Quelles conclusions tirer ?

Plusieurs facteurs ont ainsi pu contribuer à expliquer l’affaire du Levothyrox telle qu’elle s’est développée en France :

  • une communication très sommaire de l’ANSM et de l’entreprise Merck ;
  • une nouvelle formule qui, bien que plus stable, ne présentait pas une bioéquivalence individuelle ;
  • un effet nocebo renforcé par l’extraordinaire emballement médiatique.

L’importance relative donnée à ces différents éléments relèvera de l’interprétation de chacun.

Une procédure pénale est en cours (voir l’article cité plus haut sur la chronologie de l’affaire du Levothyrox).

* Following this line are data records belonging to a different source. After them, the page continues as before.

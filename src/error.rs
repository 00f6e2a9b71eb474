//! Centralized error type for the crosstalk umbrella crate.
//!
//! Wraps the subsystem errors so `?` propagates across crate boundaries.

use thiserror::Error;

#[derive(Error, Debug)]
pub enum Error {
    #[error(transparent)]
    Core(#[from] crosstalk_core::Error),

    #[error("UI: {0}")]
    Ui(#[from] crosstalk_ui::Error),
}

impl Error {
    /// True if a message was dropped because its queue was full.
    pub fn is_drop(&self) -> bool {
        match self {
            Error::Core(e) => e.is_drop(),
            Error::Ui(e) => e.is_drop(),
        }
    }
}

pub type Result<T> = std::result::Result<T, Error>;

Mais rappelons que la vérité d’un fait scientifique ne s’établit pas au tribunal, sans pour autant que les décisions qui y sont prises soient infondées.

Références


1 | Assurance maladie, « Comprendre l’hypothyroïdie », 26 février 2025. Sur ameli. fr
2 | Kahaly GJ, Gostalek U, “Use of levothyroxine in the management of hypothyroidism : a historical perspective”, Frontiers in Endocrinology, 2022, 13 : 1054983.
3 | « Hyperthyroïdie », Vidal, 22 mai 2024.
4 | Lefort L, « Levothyrox et lévothyroxine : le président de Biogaran partage son expérience », Le moniteur des pharmacies, 19 septembre 2017.
5 | Agence nationale de sécurité du médicament et des produits de santé, «  Recommandations sur la substitution des spécialités à base de lévothyroxine sodique », Lettre aux professionnels de santé, 25 mai 2010. Sur archive. ansm. sante. fr
6 | Agence nationale de sécurité du médicament et des produits de santé, «  L’ANSM publie les résultats des enquêtes nationales de pharmacovigilance sur les spécialités à base de lévothyroxine », communiqué, 6 juillet 2018. Sur ansm. sante. fr
7 | Epi-phare, « Conséquences du passage à la nouvelle formule du Levothyrox en France », étude de pharmaco-épidémiologie, juin 2019. Sur epi-pahre. fr
8 | Rivière JP, « Nouvelle formule de Levothyrox : nombre “totalement inattendu” de signalements d’effets indésirables », Vidal, 1er février 2018.
9 | Buzyn A, « Lettre de mission pour améliorer l’information des patients et des professionnels de santé sur les médicaments », ministère des Solidarités et de la Santé, 29 novembre 2017. Sur sante. gouv. fr
10 | Imschoot J, « L-Thyroxine Christiaens (lévothyroxine sodique) : mise à jour de la production », Autorités belges de santé publiques, novembre 2014. Sur afmps. be
11 | Agence fédérale des médicaments et des produits de santé, « L-Thyroxine : changement de formule au 1er janvier 2015 », 19 décembre 2014. Sur afmps. be
12 | Agence nationale de sécurité du médicament et des produits de santé, « Levothyrox (lévothyroxine) : changement de formule et de couleur des boîtes », 1er avril 2021. Sur ansm. sante. fr

1 Mesure de TSH, taux d’hormone thyréostimulante, indicateur clé d’un déséquilibre thyroïdien.